# Myler Comfort Snaffle or Neue Schule Team Up bit ?



## JULESMGARNER (1 April 2008)

On behalf of a friend who doesn't have a computer ... her horse has a small mouth and very large tongue, not much room in there.  A couple of people have suggested either a Myler Comfort Snaffle (MB02) or Neue Schule Team Up bit (12mm) which has the curved arms and gives tongue relief.   Any thoughts appreciated.  Have heard quite a bit about the Myler Comfort but not so much about the NS Team Up -does anyone here use one?


----------



## KatB (1 April 2008)

Am currently waiting for a team up to come in stock for my boy with similar mouth comformation. They are both lovely bits, though the myler can encourage horses to lean a bit. Depends how the horse goes in the contact?!


----------



## Louby (1 April 2008)

Ive tried both with no success.  My horse has small fleshy mouth and large tongue and draws his tongue back when bitted.  The best bits I have found were a thinner hanging cheek snaffle with lozenge as it keeps the bit off the tongue and most recently a sweet iron thin loosering with a copper lozenge.  Single jointed bits are a no no for me too.  I found my horse leant in the mylers and was no different from anything else in the team up bit.


----------



## Janette (2 April 2008)

We have tried both, and have found the Team Up much more acceptable to the hairy beast.  She can't explain what it is she likes about it, but you know these mares......picky and fussy


----------



## JULESMGARNER (2 April 2008)

This is great, will pass your comments on, keep 'em coming.   Louby, I did wonder about a hanging cheek - do you know of a thinnish one ?  Presumably it wouldn't need to be curved for tongue relief as is held off the tongue anyway ?


----------



## MillionDollar (2 April 2008)

Having Myler and NS bits, I much prefer NS. One of my horses went really well in the Myler but then started to lean, whereas she never does in the NS Verienband- thats another one to consider.....
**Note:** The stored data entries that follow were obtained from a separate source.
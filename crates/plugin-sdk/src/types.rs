//! Core types for Postwright.
//!
//! These types cross the boundary between the host framework, the content
//! block composer and the blog resource. All of them round-trip through JSON.

use std::collections::HashMap;
use std::fmt;

use chrono::{DateTime, Utc};
use serde::{Deserialize, Serialize};
use uuid::Uuid;

/// Identifier of a post, as assigned by the storage collaborator.
#[derive(Debug, Clone, Copy, PartialEq, Eq, Hash, PartialOrd, Ord, Serialize, Deserialize)]
#[serde(transparent)]
pub struct PostId(pub i64);

impl fmt::Display for PostId {
    fn fmt(&self, f: &mut fmt::Formatter<'_>) -> fmt::Result {
        write!(f, "{}", self.0)
    }
}

impl From<i64> for PostId {
    fn from(id: i64) -> Self {
        Self(id)
    }
}

/// A blog post as handed over by the host framework.
///
/// The post is owned by the host; this crate only reads it to build field
/// lists, option maps and index filters.
#[derive(Debug, Clone, Serialize, Deserialize)]
pub struct Post {
    pub id: PostId,

    pub title: String,

    /// URL path segment(s), e.g. "news/launch-day".
    pub slug: String,

    /// Locale code (e.g. "en"). None when localization is not in use.
    #[serde(default)]
    pub locale: Option<String>,

    #[serde(default)]
    pub published_at: Option<DateTime<Utc>>,

    #[serde(default)]
    pub is_pinned: bool,

    /// Whether this record is itself an unpublished draft.
    #[serde(default)]
    pub is_draft: bool,

    /// Token granting preview access to unpublished content.
    #[serde(default)]
    pub preview_token: Option<Uuid>,

    /// Preview token of the draft that shadows this post, if one exists.
    #[serde(default)]
    pub child_draft_token: Option<Uuid>,

    /// Whether a child draft exists for this post.
    #[serde(default)]
    pub has_child_draft: bool,

    /// Flat representation of the post body.
    #[serde(default)]
    pub post_content: Vec<RawBlock>,

    /// Ids of related posts (never the post's own id, no duplicates).
    #[serde(default)]
    pub related_posts: Vec<PostId>,

    /// Remaining scalar fields (introduction, SEO metadata, ...).
    #[serde(default)]
    pub fields: HashMap<String, serde_json::Value>,
}

impl Post {
    /// Create a post with only id, title and slug set.
    pub fn new(id: impl Into<PostId>, title: impl Into<String>, slug: impl Into<String>) -> Self {
        Self {
            id: id.into(),
            title: title.into(),
            slug: slug.into(),
            locale: None,
            published_at: None,
            is_pinned: false,
            is_draft: false,
            preview_token: None,
            child_draft_token: None,
            has_child_draft: false,
            post_content: Vec::new(),
            related_posts: Vec::new(),
            fields: HashMap::new(),
        }
    }

    /// Get a field value as a specific type.
    pub fn get_field<T: for<'de> Deserialize<'de>>(&self, name: &str) -> Option<T> {
        self.fields
            .get(name)
            .and_then(|v| serde_json::from_value(v.clone()).ok())
    }

    /// Set a field value.
    pub fn set_field<T: Serialize>(&mut self, name: &str, value: T) {
        if let Ok(v) = serde_json::to_value(value) {
            self.fields.insert(name.to_string(), v);
        }
    }
}

/// The value shape a block field accepts.
#[derive(Debug, Clone, Copy, PartialEq, Eq, Hash, Serialize, Deserialize)]
#[serde(rename_all = "kebab-case")]
pub enum FieldKind {
    /// Single-line plain text.
    Text,
    /// HTML produced by a rich-text editor.
    RichText,
    /// Multi-line text (markdown or embed code).
    LongText,
    /// Path or URL of a stored image.
    Image,
    /// Id of another record.
    Reference,
}

impl FieldKind {
    /// Machine name as used in the flat representation.
    pub fn as_str(&self) -> &'static str {
        match self {
            FieldKind::Text => "text",
            FieldKind::RichText => "rich-text",
            FieldKind::LongText => "long-text",
            FieldKind::Image => "image",
            FieldKind::Reference => "reference",
        }
    }
}

impl fmt::Display for FieldKind {
    fn fmt(&self, f: &mut fmt::Formatter<'_>) -> fmt::Result {
        f.write_str(self.as_str())
    }
}

/// A single field definition within a block type.
#[derive(Debug, Clone, PartialEq, Serialize, Deserialize)]
pub struct BlockField {
    pub key: String,
    pub label: String,
    pub kind: FieldKind,
    #[serde(default)]
    pub required: bool,
}

impl BlockField {
    pub fn new(key: &str, kind: FieldKind) -> Self {
        Self {
            key: key.into(),
            label: key.into(),
            kind,
            required: false,
        }
    }

    pub fn required(mut self) -> Self {
        self.required = true;
        self
    }

    pub fn label(mut self, label: &str) -> Self {
        self.label = label.into();
        self
    }
}

/// One record of the flat representation of a post body.
#[derive(Debug, Clone, PartialEq, Serialize, Deserialize)]
pub struct RawBlock {
    pub type_key: String,
    pub ordinal: i64,
    #[serde(default)]
    pub fields: serde_json::Map<String, serde_json::Value>,
}

impl RawBlock {
    pub fn new(type_key: impl Into<String>, ordinal: i64) -> Self {
        Self {
            type_key: type_key.into(),
            ordinal,
            fields: serde_json::Map::new(),
        }
    }

    /// Add a field value.
    pub fn field(mut self, key: &str, value: serde_json::Value) -> Self {
        self.fields.insert(key.to_string(), value);
        self
    }
}

#[cfg(test)]
#[allow(clippy::unwrap_used, clippy::expect_used)]
mod tests {
    use super::*;

    #[test]
    fn field_kind_serializes_kebab_case() {
        assert_eq!(
            serde_json::to_value(FieldKind::RichText).unwrap(),
            serde_json::json!("rich-text")
        );
        let kind: FieldKind = serde_json::from_value(serde_json::json!("long-text")).unwrap();
        assert_eq!(kind, FieldKind::LongText);
        assert_eq!(FieldKind::Reference.to_string(), "reference");
    }

    #[test]
    fn raw_block_parses_flat_record() {
        let raw: RawBlock = serde_json::from_value(serde_json::json!({
            "type_key": "text",
            "ordinal": 3,
            "fields": { "text_content": "hi" }
        }))
        .unwrap();
        assert_eq!(raw.type_key, "text");
        assert_eq!(raw.ordinal, 3);
        assert_eq!(raw.fields["text_content"], "hi");
    }

    #[test]
    fn raw_block_fields_default_to_empty() {
        let raw: RawBlock =
            serde_json::from_value(serde_json::json!({ "type_key": "image", "ordinal": 0 }))
                .unwrap();
        assert!(raw.fields.is_empty());
    }

    #[test]
    fn post_id_is_transparent() {
        let post = Post::new(7, "Hello", "hello");
        let json = serde_json::to_value(&post).unwrap();
        assert_eq!(json["id"], 7);
        let back: Post = serde_json::from_value(json).unwrap();
        assert_eq!(back.id, PostId(7));
    }

    #[test]
    fn post_field_accessors() {
        let mut post = Post::new(1, "Hello", "hello");
        post.set_field("seo_title", "Hello | Blog");
        assert_eq!(
            post.get_field::<String>("seo_title").as_deref(),
            Some("Hello | Blog")
        );
        assert!(post.get_field::<String>("missing").is_none());
    }

    #[test]
    fn block_field_builder() {
        let field = BlockField::new("image", FieldKind::Image)
            .label("Image")
            .required();
        assert_eq!(field.key, "image");
        assert_eq!(field.label, "Image");
        assert!(field.required);
    }
}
http://www.neueschulebits.com/acatalog/verbindend.jpg


----------



## HBII (2 April 2008)

Sorry to post hi jack

KatB interesting to read the Myler encourages them to lean, I have tried madam in one and does seem more leanier, tried it in lieu of the eggbutt snaffle. I do have a team up bit sitting lying around might go back to it.

Just good to know.

Hb 
	
	
		
		
	


	





Original poster: Hope my experience helps?


----------



## JULESMGARNER (2 April 2008)

Well my friend Claire (she has a name !) wants to try a NS Team Up.  Another question  
	
	
		
		
	


	




 should she go for the 12mm or 16mm?  I'd veer towards the 12mm as takes up less room but is it  _really_  thin?  Those of you who have Team Ups, which thickness do you have ?


----------



## HBII (2 April 2008)

Pretty sure mine is the 16mm. Lady at Neue Schule is very helpful with her bitting advice might be worth asking the question; but I would guess IMO that 12mm is a bit too thin - could be wrong tho!

Hb


----------



## KatB (2 April 2008)

I would go for the 12mm. The mylers are 10mm


----------



## Ashy (2 April 2008)

I have a thin, curved lozenge bit - the NS Verbindend (sp?) and have just bought a new horse with a small mouth but very large tongue who has had bitting problems and a sore mouth and teeth. I was tying to work out what bit to put him in to help and was thinking about the myler comfort but after about half a dozen sessions with my NS he has settled right down! no more sticking his tongue over and out and chomping his teeth like he did on the first day - he is now very happy, so NS all the way!! (plus they are very accurate in communicating your aids - a few millimetres move in my wrist and he now responds!)  
	
	
		
		
	


	




  PS its the 12mm


----------



## MillionDollar (2 April 2008)

Definitely 12mm


----------



## JessPickle (2 April 2008)

What about trying bitless, pickle goes really nicely in his Dr cooks.  Rode him in it last night and his steering was lovely only problem is that it isn't dressage legal.


----------



## Scarlett (2 April 2008)

I have a mare with a small shallow mouth and big tongue - she hates jointed bits and does all she can to avoid taking a contact in one so I tried her in a Myler comfort snaffle after discovering happy mouths were just too thick for her wee mouth... She is loads better and much nicer to ride, plus the bit is dressage legal so I dont need to mess about and change it...


----------



## kizzywiz (2 April 2008)

Tried both, no luck I'm afraid.  Have bought a loose ring snaffle with a copper port, she goes super in this for £14!!


----------



## Louby (2 April 2008)

Mines a Neue Schule Verdinand sp hanging cheek with lozenge, I also have a thinner german silver one, cant remember the make, is it kangaroo or something.  I got it 2nd hand off Ebay.


----------



## JULESMGARNER (3 April 2008)

OK, spoke to Claire.  She's going to try a NS team up bit 12 mm first; if no joy, then perhaps a hanging cheek or verbindend.   Failing that, someone at the yard mentioned the JP Korsteel bits, they are also curved for tongue relief and cost pence compared to NS and Myler but there's a whole other subject ...

Many thanks for all your replies/advice - will let you know how she gets on.


----------